Many employers believe that since they make the first call as to whether cause exists, that is the final call. However, as demonstrated by the jury verdict in a recent Maryland trial, it is the jury, not the employer, that gets to make the final call as to whether cause exists. Kinsbourne, et al. v. 180's LLC, Case No. 24C6001910, Circuit Court for Baltimore City, Maryland (2007).
Let us take a closer look at the facts in this interesting case.
Background Facts
When it was founded several years ago, 180's, Inc. (180's), a city-based sportswear company, was riding very high. Business was good and the benefits the employees received were even better. Then, like many new companies, there were reverses in business, and the company began experiencing severe economic distress. As a way to keep the company solvent, a venture capital group invested in 180's, and assumed significant control of the struggling company. A new CEO was put in place, Susan Shafton, who immediately began cutting expenses and certain employee benefits. As part of the restructuring at 180's, certain key employees were offered retention benefit agreements to ensure that they remained with 180's while it worked its way through these difficult economic times.
Retention agreements, while not very common, are often used when companies are experiencing economic difficulties to keep key employees on board. In this case, certain key employees were promised six months' severance pay provided that they remained with 180's. That severance pay, however, would be lost if the employees were terminated for cause.
Not surprisingly, Ms. Shafton's efforts to cut expenses and lay off employees were not well-received by the remaining employees at 180's. Some of the longer-term employees, including two who had retention benefit agreements, were very vocal about their dissatisfaction with the way the new CEO went about her business. In fact, one of the more senior employees asked Ms. Shafton to step down, which she refused to do. Then, the employees prepared a letter that was very critical of Ms. Shafton's decisions, and threatened to send it to the new investors, with the hope of having her removed. In fact, some of the employees met with representatives of the new investors to express their concern over the direction the company had taken under the leadership of the new CEO.
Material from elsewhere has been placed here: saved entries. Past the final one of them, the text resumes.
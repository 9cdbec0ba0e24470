//! Collaborators applied to resolved records
//!
//! This module provides:
//! - Category classification
//! - Location extraction
//! - HTML cleaning for free-text fields
//! - LLM enrichment of unresolved fields

mod classifier;
mod enrichment;
mod geo;
mod html_clean;

pub use classifier::{Category, Classifier, KeywordClassifier};
pub use enrichment::{parse_answer, Enricher, EnrichmentError, EnrichmentRequest, LlmEnricher};
pub use geo::{GeoExtractor, GeoLocator};
pub use html_clean::clean_html;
Four days later, the employees involved in the meeting were terminated. Because the company believed that these employees were engaging in disloyal conduct, it reasonably believed that it had 'cause' to terminate them and, under the retention agreement, any severance pay was forfeited. The company even consulted with its counsel, which concurred that the employees' actions in attempting to undercut the CEO's authority, demoralize the workforce and engage in mutinous conduct constituted cause sufficient to deny the payout of the severance benefits.
Subsequent Lawsuits
Two of the employees who were terminated, Daniel Kinsbourne, VP of Marketing and Development, and Jason Goger, General Manager, filed lawsuits in Baltimore City Circuit Court not over their termination, but over 180's refusal to pay out the severance benefits promised under the retention agreement. At the time, Kinsbourne was making a base salary of $170,000 per year, plus a bonus; Goger was paid $108,000 per year.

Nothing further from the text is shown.